Tata Steel’s consolidated results were quite weaker than estimates due to an operating loss in its European division.

Domestic operations reported strong volume growth, however, this impact on operating profit was offset by a rise in raw material costs.

Outperformance in bottomline was on account of profit from sale of quoted investments in Tata Motors and Titan.

In standalone results, raw material costs increased on a qoq basis due to purchase iron ore as the company’s Naomundi mines was shut during the quarter. Contribution from the FAMD division would increase from H2 FY16 as all mines are operational from second half of Q2 FY16, says a note by IIFL.

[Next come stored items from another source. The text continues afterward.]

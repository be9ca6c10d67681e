//! HerbalDoc - command-line front end for doctors.
//!
//! Sign in, view the profile, and review patient consultation requests
//! against the HerbalDoc API.

use std::io::{self, BufRead, Write};

use anyhow::Result;
use herbaldoc_core::models::{LoginForm, SignupForm};
use herbaldoc_core::utils::{format_optional, truncate_string};
use herbaldoc_core::{ApiClient, ApiError, Config};
use tracing::info;
use tracing_subscriber::{fmt, prelude::*, EnvFilter};

const USAGE: &str = "\
Usage: herbaldoc <command>

Commands:
  login [email]   Sign in and store the session
  signup          Create a doctor account
  profile         Show the signed-in doctor
  requests        List patient consultation requests
  logout          Forget the stored session
  status          Show whether a session is stored";

/// Column width for patient names in the request list
const NAME_WIDTH: usize = 24;

/// Initialize the tracing subscriber for logging
fn init_tracing() {
    // Use RUST_LOG env var to control log level (e.g., RUST_LOG=debug)
    let filter = EnvFilter::try_from_default_env().unwrap_or_else(|_| EnvFilter::new("warn"));

    tracing_subscriber::registry()
        .with(fmt::layer().with_writer(io::stderr))
        .with(filter)
        .init();
}

#[tokio::main]
async fn main() -> Result<()> {
    // Load .env file if present (silently ignore if not found)
    let _ = dotenvy::dotenv();

    init_tracing();

    let args: Vec<String> = std::env::args().skip(1).collect();
    let Some(command) = args.first() else {
        eprintln!("{}", USAGE);
        std::process::exit(2);
    };

    let mut config = Config::load()?;
    let session = config.open_session()?;
    let client = ApiClient::with_session(&config.api_base_url, session)?;
    info!(command = %command, base_url = %client.base_url(), "herbaldoc starting");

    let result = match command.as_str() {
        "login" => login(&client, &mut config, args.get(1).cloned()).await,
        "signup" => signup(&client).await,
        "profile" => profile(&client).await,
        "requests" => requests(&client).await,
        "logout" => {
            if client.logout() {
                println!("Logged out.");
            } else {
                eprintln!("Could not clear the stored session.");
            }
            Ok(())
        }
        "status" => {
            if client.session().is_authenticated() {
                println!("Signed in.");
            } else {
                println!("Not signed in.");
            }
            Ok(())
        }
        other => {
            eprintln!("Unknown command: {}\n\n{}", other, USAGE);
            std::process::exit(2);
        }
    };

    if let Err(e) = result {
        report(&e);
        std::process::exit(1);
    }
    Ok(())
}

/// Print a classified error the way the app would alert it
fn report(error: &ApiError) {
    eprintln!("Error: {}", error);
    if error.is_unauthorized() {
        eprintln!("Session expired. Please log in again with `herbaldoc login`.");
    }
}

fn prompt(label: &str) -> Result<String, ApiError> {
    print!("{}: ", label);
    io::stdout()
        .flush()
        .map_err(|e| ApiError::Unknown(e.to_string()))?;
    let mut line = String::new();
    io::stdin()
        .lock()
        .read_line(&mut line)
        .map_err(|e| ApiError::Unknown(e.to_string()))?;
    Ok(line.trim().to_string())
}

fn prompt_password() -> Result<String, ApiError> {
    rpassword::prompt_password("Password: ").map_err(|e| ApiError::Unknown(e.to_string()))
}

async fn login(client: &ApiClient, config: &mut Config, email: Option<String>) -> Result<(), ApiError> {
    let email = match email.or_else(|| config.last_email.clone()) {
        Some(email) => email,
        None => prompt("Email")?,
    };
    let password = prompt_password()?;

    let auth = client.login(&LoginForm::new(email.clone(), password)).await?;

    config.last_email = Some(email);
    if let Err(e) = config.save() {
        tracing::warn!(error = %e, "Failed to save config");
    }

    println!("{}", auth.message.as_deref().unwrap_or("Logged in."));
    Ok(())
}

async fn signup(client: &ApiClient) -> Result<(), ApiError> {
    let form = SignupForm {
        name: prompt("Name")?,
        phone_number: prompt("Phone number")?,
        email: prompt("Email")?,
        nmr_number: prompt("NMR number")?,
        password: prompt_password()?,
        specialization: prompt("Specialization")?,
        about_me: prompt("About me (optional)")?,
    };

    let auth = client.signup(&form).await?;
    println!("{}", auth.message.as_deref().unwrap_or("Account created."));
    Ok(())
}

async fn profile(client: &ApiClient) -> Result<(), ApiError> {
    let doctor = client.load_profile().await?;
    println!("HELLO, DR. {}", doctor.first_name().unwrap_or("").to_uppercase());
    println!();
    println!("{}", doctor.summary());
    Ok(())
}

async fn requests(client: &ApiClient) -> Result<(), ApiError> {
    let requests = client.patient_requests().await?;
    if requests.is_empty() {
        println!("No patient requests.");
        return Ok(());
    }

    for request in &requests {
        println!(
            "{:<6} {:<width$} {:<10} {:<12} {}",
            request.priority().to_string(),
            truncate_string(&format_optional(request.patient_name.as_deref(), "-"), NAME_WIDTH),
            format_optional(request.status.as_deref(), "-"),
            request.requested_at_display(),
            format_optional(request.patient_phone_number.as_deref(), ""),
            width = NAME_WIDTH,
        );
    }
    Ok(())
}
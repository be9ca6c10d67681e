use serde::Serialize;

use crate::api::ApiError;

#[derive(Debug, Clone, Default, Serialize)]
pub struct LoginForm {
    pub email: String,
    pub password: String,
}

impl LoginForm {
    pub fn new(email: impl Into<String>, password: impl Into<String>) -> Self {
        Self {
            email: email.into(),
            password: password.into(),
        }
    }

    pub fn validate(&self) -> Result<(), ApiError> {
        if self.email.is_empty() || self.password.is_empty() {
            return Err(ApiError::validation("Please enter both email and password"));
        }
        Ok(())
    }
}

#[derive(Debug, Clone, Default, Serialize)]
#[serde(rename_all = "camelCase")]
pub struct SignupForm {
    pub name: String,
    pub phone_number: String,
    pub email: String,
    pub nmr_number: String,
    pub password: String,
    pub specialization: String,
    pub about_me: String,
}

impl SignupForm {
    /// Wire names of required fields that are empty, in form order
    pub fn missing_fields(&self) -> Vec<&'static str> {
        [
            ("name", &self.name),
            ("phoneNumber", &self.phone_number),
            ("email", &self.email),
            ("nmrNumber", &self.nmr_number),
            ("password", &self.password),
            ("specialization", &self.specialization),
        ]
        .into_iter()
        .filter(|(_, value)| value.is_empty())
        .map(|(field, _)| field)
        .collect()
    }

    pub fn validate(&self) -> Result<(), ApiError> {
        let missing = self.missing_fields();
        if !missing.is_empty() {
            return Err(ApiError::validation(format!(
                "Please fill in: {}",
                missing.join(", ")
            )));
        }
        Ok(())
    }
}

#[cfg(test)]
mod tests {
    use super::*;
    use crate::api::error::ErrorKind;

    fn complete_signup() -> SignupForm {
        SignupForm {
            name: "Anita Rao".to_string(),
            phone_number: "9876543210".to_string(),
            email: "anita@herbdoctor.com".to_string(),
            nmr_number: "NMR-1203".to_string(),
            password: "secret".to_string(),
            specialization: "Ayurveda".to_string(),
            about_me: String::new(),
        }
    }

    #[test]
    fn test_login_validation() {
        assert!(LoginForm::new("a@b.com", "pw").validate().is_ok());

        let err = LoginForm::new("a@b.com", "").validate().unwrap_err();
        assert_eq!(err.kind(), ErrorKind::Validation);
        assert_eq!(err.to_string(), "Please enter both email and password");
    }

    #[test]
    fn test_signup_missing_fields() {
        assert!(complete_signup().validate().is_ok());

        let form = SignupForm {
            phone_number: String::new(),
            specialization: String::new(),
            ..complete_signup()
        };
        assert_eq!(form.missing_fields(), vec!["phoneNumber", "specialization"]);
        assert_eq!(
            form.validate().unwrap_err().to_string(),
            "Please fill in: phoneNumber, specialization"
        );
    }

    #[test]
    fn test_signup_serializes_camel_case() {
        let value = serde_json::to_value(complete_signup()).unwrap();
        assert_eq!(value["phoneNumber"], "9876543210");
        assert_eq!(value["nmrNumber"], "NMR-1203");
        assert_eq!(value["aboutMe"], "");
    }
}
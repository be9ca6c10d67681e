//! REST API client module for the HerbalDoc doctor service.
//!
//! This module provides the `ApiClient` for signing up, signing in, verifying
//! the stored JWT, loading the doctor profile and listing patient requests.
//! Failed calls are classified into `ApiError`, whose `Display` is the
//! message shown to the user.

pub mod client;
pub mod error;

pub use client::{ApiClient, AuthResponse, UnauthorizedHandler};
pub use error::{status_message, format_validation_errors, ApiError, ErrorKind, RequestFailure};
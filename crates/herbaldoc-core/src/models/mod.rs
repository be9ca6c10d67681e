//! Data models for HerbalDoc entities.
//!
//! - `Doctor`: display view over the cached user record
//! - `PatientRequest`: consultation requests with status/priority helpers
//! - `LoginForm`, `SignupForm`: request bodies with required-field checks

pub mod doctor;
pub mod forms;
pub mod patient_request;

pub use doctor::Doctor;
pub use forms::{LoginForm, SignupForm};
pub use patient_request::{PatientRequest, PatientRequestsResponse, Priority, RequestStatus};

European operational performance was weak due to the sharp depreciation against the Dollar and pressure on prices from cheaper imports. The company reported a loss at adjusted EBIDTA/ton of US$7/ton against US$26/ton in Q1 FY16.  Operations in Europe are expected to remain weak due to pressure from cheaper imports and lower spreads in UK.

Performance of South East Asia operations improved on a qoq basis, but remained subdued due to dumping of material from China
Management expects H2 FY16 to be better for domestic operations as Naomundi mine has resumed operations, full benefits of FAMD division, volume push from Kalinganagar and lower raw material costs, the IIFL note added.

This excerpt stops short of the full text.